Del bandidaje que sube, y es en Cuba, más que el robo y la muerte, expresión de la penuria y desafío del país; de la miseria en que perecen los soldados mismos que mantiene el gobierno para defenderse; del aislamiento y censura que castigan a los cubanos que mudan su fama fácil de rebeldes por el servicio directo o indirecto del gobierno corruptor; de la alarma creciente en los cobardes, que es síntoma seguro de los aprestos del gobierno y del empuje revolucionario, hablan, por mil hechos menores, los diarios de Cuba. Ni para la guardia civil hay paga ya. Los cubanos, que pudieran negarse a cargar el arma por la libertad, tienen que cargarla, al fin y al cabo, para defender su hacienda.

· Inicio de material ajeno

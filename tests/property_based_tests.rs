mod common;

use std::sync::Arc;

use futures::StreamExt;
use proptest::prelude::*;
use serde_json::json;

use common::strategies::*;
use queue_rpc::client::CallTracker;
use queue_rpc::config::RpcConfig;
use queue_rpc::messaging::{InMemoryBroker, PublishProperties, Transport};
use queue_rpc::protocol::{decode_value, encode_value, FunctionCall};

/// Issue one call per slot, then reply in `order`; every call must get its own reply
async fn replies_in_order(order: Vec<usize>) {
    let broker = InMemoryBroker::new();
    let config = RpcConfig::new("memory", "perm_queue");
    let client = CallTracker::new(Arc::new(broker.transport()), &config)
        .await
        .unwrap();
    let server_side = broker.transport();
    let mut work = server_side.consume("perm_queue").await.unwrap();

    let calls: Vec<_> = (0..order.len())
        .map(|i| {
            let client = client.clone();
            tokio::spawn(async move { (i, client.call("id", json!(i)).await) })
        })
        .collect();

    let mut deliveries = Vec::with_capacity(order.len());
    for _ in 0..order.len() {
        deliveries.push(work.next().await.unwrap());
    }

    for &idx in &order {
        let delivery = &deliveries[idx];
        let call = FunctionCall::decode(&delivery.payload).unwrap();
        let reply = encode_value(&json!({"echo": call.data})).unwrap();
        server_side
            .publish(
                delivery.reply_to.as_deref().unwrap(),
                &reply,
                PublishProperties::reply(delivery.correlation_id.clone()),
            )
            .await
            .unwrap();
    }

    for call in calls {
        let (i, result) = call.await.unwrap();
        assert_eq!(result.unwrap(), json!({"echo": i}));
    }
    assert_eq!(client.pending_count(), 0);
    client.shutdown().await.unwrap();
}

proptest! {
    /// Property: any structured value survives reply encoding
    #[test]
    fn structured_values_round_trip(value in structured_value_strategy()) {
        let bytes = encode_value(&value).unwrap();
        prop_assert_eq!(decode_value(&bytes).unwrap(), value);
    }

    /// Property: finite floats come back bit-for-bit
    #[test]
    fn float_values_keep_full_precision(f in finite_f64()) {
        let value = serde_json::Value::from(f);
        let decoded = decode_value(&encode_value(&value).unwrap()).unwrap();
        prop_assert_eq!(decoded.as_f64().map(f64::to_bits), Some(f.to_bits()));
        prop_assert_eq!(decoded, value);
    }

    /// Property: call envelopes decode to the call that was encoded
    #[test]
    fn function_calls_round_trip(
        name in function_name_strategy(),
        data in structured_value_strategy(),
    ) {
        let call = FunctionCall::new(name, data);
        let bytes = call.encode().unwrap();
        prop_assert_eq!(FunctionCall::decode(&bytes).unwrap(), call);
    }
}

proptest! {
    #![proptest_config(ProptestConfig::with_cases(24))]

    /// Property: replies are matched by token alone, whatever order they arrive in
    #[test]
    fn replies_resolve_their_own_calls_in_any_order(order in permutation_strategy(12)) {
        let runtime = tokio::runtime::Runtime::new().unwrap();
        runtime.block_on(replies_in_order(order));
    }
}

El gobierno, al ver que ya no hay en el autonomismo poder para congregar a los cubanos, y tenerlos vendados y entretenidos, ve como salvadora la idea, por criollos serviles aconsejada, de fomentar el noble anhelo público de los cubanos de la Isla por la emancipación, de excitar -como red a la vez que moratoria- a la creación del partido independiente en la Isla, a fin de ver si con la independencia pacífica de adentro se quita médula a la independencia armada de la emigración, y si azuza celos miserables, que no tendrán jamás cabida, ni adentro ni afuera, en el corazón cubano. Los cegará la grandeza criolla. Viles tenemos, pero más grandes que viles. Habrá un humilde para cada soberbio: seremos ala de aquella otra ala. Y con dos alas, volaremos mejor. No somos hombres aquí: somos amigos del hombre. No somos pasiones aquí: somos pabilo que se consume para que nuestro pueblo luzca: alfombra somos, para que pise nuestro pueblo. Crece nuestra vigilancia. Crece la revolución.

 

Fuente: José Martí, Texto publicado en Patria, el 16 de marzo de 1894 y recogido en sus Obras Completas, Volumen 4. Cuba. Política y Revolución III, 1894.